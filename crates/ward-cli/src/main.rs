//! Ward Insights CLI.

use clap::{ColorChoice, Parser};
use std::io::{self, IsTerminal};
use tracing::level_filters::LevelFilter;
use ward_cli::logging::{LogConfig, LogFormat, init_logging};

mod cli;
mod commands;
mod pipeline;
mod summary;
mod types;

use crate::cli::{Cli, Command, LogFormatArg, LogLevelArg};
use crate::commands::{run_generate, run_pipeline, run_schema, run_show};
use crate::summary::print_run_summary;

fn main() {
    let cli = Cli::parse();
    cli.color.write_global();
    let log_config = log_config_from_cli(&cli);
    if let Err(error) = init_logging(&log_config) {
        eprintln!("error: failed to initialize logging: {error}");
        std::process::exit(1);
    }
    let exit_code = match cli.command {
        Command::Run(args) => match run_pipeline(&args) {
            Ok(result) => {
                print_run_summary(&result);
                0
            }
            Err(error) => {
                eprintln!("error: {error}");
                1
            }
        },
        Command::Generate(args) => match run_generate(&args) {
            Ok(()) => 0,
            Err(error) => {
                eprintln!("error: {error}");
                1
            }
        },
        Command::Show(args) => match run_show(&args) {
            Ok(()) => 0,
            Err(error) => {
                eprintln!("error: {error}");
                1
            }
        },
        Command::Schema => {
            run_schema();
            0
        }
    };
    std::process::exit(exit_code);
}

/// Build logging configuration from CLI flags with consistent precedence.
fn log_config_from_cli(cli: &Cli) -> LogConfig {
    let mut config = LogConfig {
        level_filter: cli.verbosity.tracing_level_filter(),
        ..LogConfig::default()
    };
    config.use_env_filter = !(cli.verbosity.is_present() || cli.log_level.is_some());
    if let Some(level) = cli.log_level {
        config.level_filter = match level {
            LogLevelArg::Error => LevelFilter::ERROR,
            LogLevelArg::Warn => LevelFilter::WARN,
            LogLevelArg::Info => LevelFilter::INFO,
            LogLevelArg::Debug => LevelFilter::DEBUG,
            LogLevelArg::Trace => LevelFilter::TRACE,
        };
    }
    config.format = match cli.log_format {
        LogFormatArg::Pretty => LogFormat::Pretty,
        LogFormatArg::Compact => LogFormat::Compact,
        LogFormatArg::Json => LogFormat::Json,
    };
    config.log_file = cli.log_file.clone();
    config.with_ansi = match cli.color.color {
        ColorChoice::Always => true,
        ColorChoice::Never => false,
        ColorChoice::Auto => cli.log_file.is_none() && io::stderr().is_terminal(),
    };
    config
}
//! End-to-end readmission training: features, split, fit, score.

use std::path::Path;

use polars::prelude::*;
use tracing::debug;

use ward_model::{ModelMetrics, columns, round_dp};

use crate::error::Result;
use crate::features::{build_feature_matrix, required_column};
use crate::gbdt::{GbdtModel, GbdtParams};
use crate::metrics::{accuracy, roc_auc};
use crate::split::stratified_split;

const TEST_FRACTION: f64 = 0.25;
const SPLIT_SEED: u64 = 42;

const PREDICTION_COLUMNS: [&str; 2] = [
    columns::PREDICTED_READMISSION_PROB,
    columns::PREDICTED_READMISSION_CLASS,
];

/// Scored table plus held-out metrics from one training run.
#[derive(Debug, Clone)]
pub struct TrainOutcome {
    pub scored: DataFrame,
    pub metrics: ModelMetrics,
}

/// Trains the readmission classifier and persists it as JSON.
///
/// Builds the feature matrix from the enriched table, fits on a
/// stratified 75/25 split seeded at 42, evaluates ROC-AUC and accuracy
/// on the held-out quarter, then scores every input row. The model
/// file is written last, so a failed run leaves no model behind.
pub fn train_readmission_model(
    frame: &DataFrame,
    model_path: &Path,
    params: &GbdtParams,
) -> Result<TrainOutcome> {
    let matrix = build_feature_matrix(frame)?;
    let label_column = required_column(frame, columns::READMITTED)?.i64()?;
    let classes: Vec<i64> = label_column
        .into_iter()
        .map(|value| value.unwrap_or(0))
        .collect();
    let targets: Vec<f64> = classes.iter().map(|&class| class as f64).collect();

    let split = stratified_split(&classes, TEST_FRACTION, SPLIT_SEED)?;
    let model = GbdtModel::fit(&matrix, &targets, &split.train, params);

    let probabilities = model.predict(&matrix);
    let predicted: Vec<i64> = probabilities
        .iter()
        .map(|&probability| i64::from(probability >= 0.5))
        .collect();

    let test_targets: Vec<f64> = split.test.iter().map(|&row| targets[row]).collect();
    let test_probabilities: Vec<f64> = split.test.iter().map(|&row| probabilities[row]).collect();
    let test_predicted: Vec<i64> = split.test.iter().map(|&row| predicted[row]).collect();
    let metrics = ModelMetrics {
        roc_auc: round_dp(roc_auc(&test_targets, &test_probabilities), 3),
        test_accuracy: round_dp(accuracy(&test_targets, &test_predicted), 3),
    };
    debug!(
        train = split.train.len(),
        test = split.test.len(),
        roc_auc = metrics.roc_auc,
        test_accuracy = metrics.test_accuracy,
        "evaluated readmission classifier"
    );

    let scored = scored_frame(frame, probabilities, predicted)?;
    model.save(model_path)?;
    Ok(TrainOutcome { scored, metrics })
}

/// Copies the input table and replaces the two prediction columns.
fn scored_frame(
    frame: &DataFrame,
    probabilities: Vec<f64>,
    predicted: Vec<i64>,
) -> Result<DataFrame> {
    let mut out: Vec<Column> = frame
        .get_columns()
        .iter()
        .filter(|column| !PREDICTION_COLUMNS.contains(&column.name().as_str()))
        .cloned()
        .collect();
    out.push(Series::new(columns::PREDICTED_READMISSION_PROB.into(), probabilities).into());
    out.push(Series::new(columns::PREDICTED_READMISSION_CLASS.into(), predicted).into());
    Ok(DataFrame::new(out)?)
}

_Exercise goal_
Only lines holding the string "TrainOutcome" are wanted; gather each one from the entries above.

_Written response_
pub struct TrainOutcome {
) -> Result<TrainOutcome> {
    Ok(TrainOutcome { scored, metrics })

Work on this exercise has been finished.